**Problem description**
Quote all of the entries word for word.

**Input**
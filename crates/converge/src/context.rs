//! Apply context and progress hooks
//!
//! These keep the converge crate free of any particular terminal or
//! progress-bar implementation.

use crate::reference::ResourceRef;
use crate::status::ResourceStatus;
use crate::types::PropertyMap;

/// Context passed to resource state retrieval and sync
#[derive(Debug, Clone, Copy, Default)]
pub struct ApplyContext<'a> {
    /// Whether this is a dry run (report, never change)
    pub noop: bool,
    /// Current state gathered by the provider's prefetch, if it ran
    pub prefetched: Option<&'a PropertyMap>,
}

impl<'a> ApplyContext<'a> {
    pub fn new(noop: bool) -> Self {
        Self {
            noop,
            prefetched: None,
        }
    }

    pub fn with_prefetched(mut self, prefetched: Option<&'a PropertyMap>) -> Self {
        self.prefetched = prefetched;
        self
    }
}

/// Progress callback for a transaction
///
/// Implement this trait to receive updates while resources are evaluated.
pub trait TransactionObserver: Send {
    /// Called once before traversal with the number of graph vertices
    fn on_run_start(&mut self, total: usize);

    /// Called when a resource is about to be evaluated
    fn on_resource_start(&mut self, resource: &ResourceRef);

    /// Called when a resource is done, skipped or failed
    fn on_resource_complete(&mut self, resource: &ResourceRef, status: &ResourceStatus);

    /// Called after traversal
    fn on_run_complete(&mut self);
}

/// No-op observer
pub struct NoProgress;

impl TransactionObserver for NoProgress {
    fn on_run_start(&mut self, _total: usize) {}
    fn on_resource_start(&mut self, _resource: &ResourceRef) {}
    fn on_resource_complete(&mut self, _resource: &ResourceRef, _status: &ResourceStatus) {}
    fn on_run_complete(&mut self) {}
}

**Exercise response**
filename crates/converge/src/context.rs
//! Apply context and progress hooks
//!
//! These keep the converge crate free of any particular terminal or
//! progress-bar implementation.

use crate::reference::ResourceRef;
use crate::status::ResourceStatus;
use crate::types::PropertyMap;

/// Context passed to resource state retrieval and sync
#[derive(Debug, Clone, Copy, Default)]
pub struct ApplyContext<'a> {
    /// Whether this is a dry run (report, never change)
    pub noop: bool,
    /// Current state gathered by the provider's prefetch, if it ran
    pub prefetched: Option<&'a PropertyMap>,
}

impl<'a> ApplyContext<'a> {
    pub fn new(noop: bool) -> Self {
        Self {
            noop,
            prefetched: None,
        }
    }

    pub fn with_prefetched(mut self, prefetched: Option<&'a PropertyMap>) -> Self {
        self.prefetched = prefetched;
        self
    }
}

/// Progress callback for a transaction
///
/// Implement this trait to receive updates while resources are evaluated.
pub trait TransactionObserver: Send {
    /// Called once before traversal with the number of graph vertices
    fn on_run_start(&mut self, total: usize);

    /// Called when a resource is about to be evaluated
    fn on_resource_start(&mut self, resource: &ResourceRef);

    /// Called when a resource is done, skipped or failed
    fn on_resource_complete(&mut self, resource: &ResourceRef, status: &ResourceStatus);

    /// Called after traversal
    fn on_run_complete(&mut self);
}

/// No-op observer
pub struct NoProgress;

impl TransactionObserver for NoProgress {
    fn on_run_start(&mut self, _total: usize) {}
    fn on_resource_start(&mut self, _resource: &ResourceRef) {}
    fn on_resource_complete(&mut self, _resource: &ResourceRef, _status: &ResourceStatus) {}
    fn on_run_complete(&mut self) {}
}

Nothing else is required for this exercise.